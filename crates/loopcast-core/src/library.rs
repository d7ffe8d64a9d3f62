//! Playlist library management
//!
//! Session view over a [`TrackStore`]: the known playlists, which one is
//! current, and its tracks. Every mutation re-reads the current playlist so
//! the caller can hand the fresh list to playback reconciliation.

use std::sync::Arc;

use crate::source::{ extract_video_id, watch_url };
use crate::store::{ StoreError, TrackStore };
use crate::track::{ new_id, PlaylistInfo, Track, DEFAULT_PLAYLIST_ID };
use crate::transfer::PlaylistExport;


/// Result of a bulk add.
#[derive( Debug, Clone, Default, PartialEq, Eq )]
pub struct AddOutcome {
    pub added: usize,
    /// Inputs that were not recognised as links.
    pub rejected: Vec<String>,
    /// Tracks the store refused to write.
    pub failed: usize,
}


pub struct PlaylistLibrary {
    store: Arc<dyn TrackStore>,
    playlists: Vec<PlaylistInfo>,
    current_id: String,
    tracks: Vec<Track>,
}


impl PlaylistLibrary {
    /// Loads the saved current playlist, falling back to the first playlist
    /// and then to the default one.
    pub fn open( store: Arc<dyn TrackStore> ) -> Result<Self, StoreError> {
        let mut playlists = store.playlists()?;
        if playlists.is_empty() {
            let default = PlaylistInfo::default_playlist();
            store.create_playlist( &default )?;
            playlists.push( default );
        }

        let saved = store.current_playlist_id()?;
        let current_id = if playlists.iter().any( |p| p.id == saved ) {
            saved
        } else {
            playlists.first().map( |p| p.id.clone() ).unwrap_or_else( || DEFAULT_PLAYLIST_ID.to_string() )
        };
        store.set_current_playlist_id( &current_id )?;

        let tracks = store.tracks_by_playlist( &current_id )?;
        tracing::info!( "Library opened: playlist {} with {} tracks", current_id, tracks.len() );

        Ok( Self {
            store,
            playlists,
            current_id,
            tracks,
        })
    }


    pub fn store( &self ) -> &Arc<dyn TrackStore> {
        &self.store
    }


    pub fn tracks( &self ) -> &[Track] {
        &self.tracks
    }


    pub fn playlists( &self ) -> &[PlaylistInfo] {
        &self.playlists
    }


    pub fn current_playlist_id( &self ) -> &str {
        &self.current_id
    }


    pub fn current_playlist( &self ) -> Option<&PlaylistInfo> {
        self.playlists.iter().find( |p| p.id == self.current_id )
    }


    /// Re-reads playlists and the current playlist's tracks.
    pub fn refresh( &mut self ) -> Result<(), StoreError> {
        self.playlists = self.store.playlists()?;
        self.tracks = self.store.tracks_by_playlist( &self.current_id )?;
        Ok(())
    }


    /// Adds every recognised link to the current playlist.
    pub fn add_urls<S: AsRef<str>>( &mut self, inputs: &[S] ) -> Result<AddOutcome, StoreError> {
        let mut outcome = AddOutcome::default();

        for input in inputs {
            let input = input.as_ref().trim();
            if input.is_empty() {
                continue;
            }

            let video_id = match extract_video_id( input ) {
                Some( id ) => id,
                None => {
                    tracing::debug!( "Not a recognised link: {}", input );
                    outcome.rejected.push( input.to_string() );
                    continue;
                }
            };

            let url = if input == video_id { watch_url( &video_id ) } else { input.to_string() };
            let track = Track::new( self.current_id.clone(), url, video_id );

            match self.store.add_track( &track ) {
                Ok(()) => outcome.added += 1,
                Err( e ) => {
                    tracing::warn!( "Failed to add {}: {}", input, e );
                    outcome.failed += 1;
                }
            }
        }

        tracing::info!(
            "Added {} tracks ({} rejected, {} failed)",
            outcome.added, outcome.rejected.len(), outcome.failed
        );
        self.refresh()?;
        Ok( outcome )
    }


    pub fn remove_track( &mut self, track_id: &str ) -> Result<Track, StoreError> {
        let track = self.tracks.iter()
            .find( |t| t.id == track_id )
            .cloned()
            .ok_or_else( || StoreError::NotFound( track_id.to_string() ) )?;

        self.store.delete_track( track_id )?;
        tracing::info!( "Removed track {} ({})", track.title, track.id );
        self.refresh()?;
        Ok( track )
    }


    /// Creates a playlist and makes it current.
    pub fn create_playlist( &mut self, name: &str ) -> Result<PlaylistInfo, StoreError> {
        let playlist = PlaylistInfo::new( new_id(), name.trim() );
        self.store.create_playlist( &playlist )?;
        tracing::info!( "Created playlist {} ({})", playlist.name, playlist.id );
        self.switch_playlist( &playlist.id )?;
        Ok( playlist )
    }


    pub fn rename_playlist( &mut self, playlist_id: &str, name: &str ) -> Result<(), StoreError> {
        let mut playlist = self.playlists.iter()
            .find( |p| p.id == playlist_id )
            .cloned()
            .ok_or_else( || StoreError::NotFound( playlist_id.to_string() ) )?;

        playlist.name = name.trim().to_string();
        self.store.update_playlist( &playlist )?;
        self.refresh()
    }


    pub fn switch_playlist( &mut self, playlist_id: &str ) -> Result<(), StoreError> {
        let playlists = self.store.playlists()?;
        if !playlists.iter().any( |p| p.id == playlist_id ) {
            return Err( StoreError::NotFound( playlist_id.to_string() ) );
        }

        self.store.set_current_playlist_id( playlist_id )?;
        self.current_id = playlist_id.to_string();
        tracing::info!( "Switched to playlist {}", playlist_id );
        self.refresh()
    }


    /// Deletes a playlist. Deleting the current one moves to the first
    /// remaining playlist, or to an empty default if none is left.
    pub fn delete_playlist( &mut self, playlist_id: &str ) -> Result<(), StoreError> {
        self.store.delete_playlist( playlist_id )?;
        tracing::info!( "Deleted playlist {}", playlist_id );

        if playlist_id != self.current_id {
            return self.refresh();
        }

        let remaining = self.store.playlists()?;
        match remaining.first() {
            Some( first ) => {
                let id = first.id.clone();
                self.switch_playlist( &id )
            }
            None => {
                let default = PlaylistInfo::default_playlist();
                self.store.create_playlist( &default )?;
                self.switch_playlist( &default.id )
            }
        }
    }


    /// Copies an exported playlist's tracks into the current playlist.
    ///
    /// @returns The number of tracks imported
    pub fn import( &mut self, doc: &PlaylistExport ) -> Result<usize, StoreError> {
        let mut imported = 0;
        for track in &doc.tracks {
            self.store.add_track( &track.reassigned( &self.current_id ) )?;
            imported += 1;
        }

        tracing::info!( "Imported {} tracks from {}", imported, doc.playlist.name );
        self.refresh()?;
        Ok( imported )
    }


    /// Snapshot of the current playlist for export.
    pub fn export( &self ) -> Result<PlaylistExport, StoreError> {
        let playlist = self.current_playlist()
            .cloned()
            .ok_or_else( || StoreError::NotFound( self.current_id.clone() ) )?;
        Ok( PlaylistExport::new( playlist, self.tracks.clone() ) )
    }
}


impl std::fmt::Debug for PlaylistLibrary {
    fn fmt( &self, f: &mut std::fmt::Formatter<'_> ) -> std::fmt::Result {
        f.debug_struct( "PlaylistLibrary" )
            .field( "current_id", &self.current_id )
            .field( "playlists", &self.playlists.len() )
            .field( "tracks", &self.tracks.len() )
            .finish()
    }
}


#[cfg( test )]
mod tests {
    use super::*;
    use crate::store::JsonStore;


    fn library() -> PlaylistLibrary {
        PlaylistLibrary::open( Arc::new( JsonStore::in_memory() ) ).unwrap()
    }


    #[test]
    fn test_open_falls_back_to_existing_playlist() {
        let store = Arc::new( JsonStore::in_memory() );
        store.set_current_playlist_id( "gone" ).unwrap();

        let library = PlaylistLibrary::open( store.clone() ).unwrap();
        assert_eq!( library.current_playlist_id(), DEFAULT_PLAYLIST_ID );
        assert_eq!( store.current_playlist_id().unwrap(), DEFAULT_PLAYLIST_ID );
    }


    #[test]
    fn test_add_urls_counts_rejections() {
        let mut library = library();
        let outcome = library.add_urls( &[
            "https://youtu.be/dQw4w9WgXcQ",
            "not a link",
            "",
            "abcdefghijk",
        ] ).unwrap();

        assert_eq!( outcome.added, 2 );
        assert_eq!( outcome.rejected, vec![ "not a link".to_string() ] );
        assert_eq!( library.tracks().len(), 2 );
        assert_eq!( library.tracks()[ 1 ].url, "https://www.youtube.com/watch?v=abcdefghijk" );
    }


    #[test]
    fn test_remove_track() {
        let mut library = library();
        library.add_urls( &[ "aaaaaaaaaaa", "bbbbbbbbbbb" ] ).unwrap();
        let id = library.tracks()[ 0 ].id.clone();

        library.remove_track( &id ).unwrap();
        assert_eq!( library.tracks().len(), 1 );
        assert!( matches!( library.remove_track( &id ), Err( StoreError::NotFound( _ ) ) ) );
    }


    #[test]
    fn test_create_switches_to_new_playlist() {
        let mut library = library();
        library.add_urls( &[ "aaaaaaaaaaa" ] ).unwrap();

        let created = library.create_playlist( "  Evening  " ).unwrap();
        assert_eq!( created.name, "Evening" );
        assert_eq!( library.current_playlist_id(), created.id );
        assert!( library.tracks().is_empty() );
        assert_eq!( library.playlists().len(), 2 );
    }


    #[test]
    fn test_delete_current_moves_to_first_remaining() {
        let mut library = library();
        let created = library.create_playlist( "Evening" ).unwrap();

        library.delete_playlist( &created.id ).unwrap();
        assert_eq!( library.current_playlist_id(), DEFAULT_PLAYLIST_ID );
    }


    #[test]
    fn test_delete_last_playlist_recreates_default() {
        let mut library = library();
        library.add_urls( &[ "aaaaaaaaaaa" ] ).unwrap();

        library.delete_playlist( DEFAULT_PLAYLIST_ID ).unwrap();
        assert_eq!( library.current_playlist_id(), DEFAULT_PLAYLIST_ID );
        assert!( library.tracks().is_empty() );
        assert_eq!( library.playlists().len(), 1 );
    }


    #[test]
    fn test_rename() {
        let mut library = library();
        library.rename_playlist( DEFAULT_PLAYLIST_ID, "Mine" ).unwrap();
        assert_eq!( library.current_playlist().unwrap().name, "Mine" );
    }


    #[test]
    fn test_export_then_import_into_other_playlist() {
        let mut library = library();
        library.add_urls( &[ "aaaaaaaaaaa", "bbbbbbbbbbb" ] ).unwrap();
        let doc = library.export().unwrap();
        assert_eq!( doc.tracks.len(), 2 );

        let target = library.create_playlist( "Copy" ).unwrap();
        assert_eq!( library.import( &doc ).unwrap(), 2 );

        let tracks = library.tracks();
        assert_eq!( tracks.len(), 2 );
        assert!( tracks.iter().all( |t| t.playlist_id == target.id ) );
        assert!( tracks.iter().all( |t| !doc.tracks.iter().any( |d| d.id == t.id ) ) );
    }
}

▶ Task requirements: Could you copy exactly the lines from the first line of the records above through the line containing "the default one.", both included, and nothing else?

▶ Completed task:
filename crates/loopcast-core/src/library.rs
repository d7ffe8d64a9d3f62
//! Playlist library management
//!
//! Session view over a [`TrackStore`]: the known playlists, which one is
//! current, and its tracks. Every mutation re-reads the current playlist so
//! the caller can hand the fresh list to playback reconciliation.

use std::sync::Arc;

use crate::source::{ extract_video_id, watch_url };
use crate::store::{ StoreError, TrackStore };
use crate::track::{ new_id, PlaylistInfo, Track, DEFAULT_PLAYLIST_ID };
use crate::transfer::PlaylistExport;


/// Result of a bulk add.
#[derive( Debug, Clone, Default, PartialEq, Eq )]
pub struct AddOutcome {
    pub added: usize,
    /// Inputs that were not recognised as links.
    pub rejected: Vec<String>,
    /// Tracks the store refused to write.
    pub failed: usize,
}


pub struct PlaylistLibrary {
    store: Arc<dyn TrackStore>,
    playlists: Vec<PlaylistInfo>,
    current_id: String,
    tracks: Vec<Track>,
}


impl PlaylistLibrary {
    /// Loads the saved current playlist, falling back to the first playlist
    /// and then to the default one.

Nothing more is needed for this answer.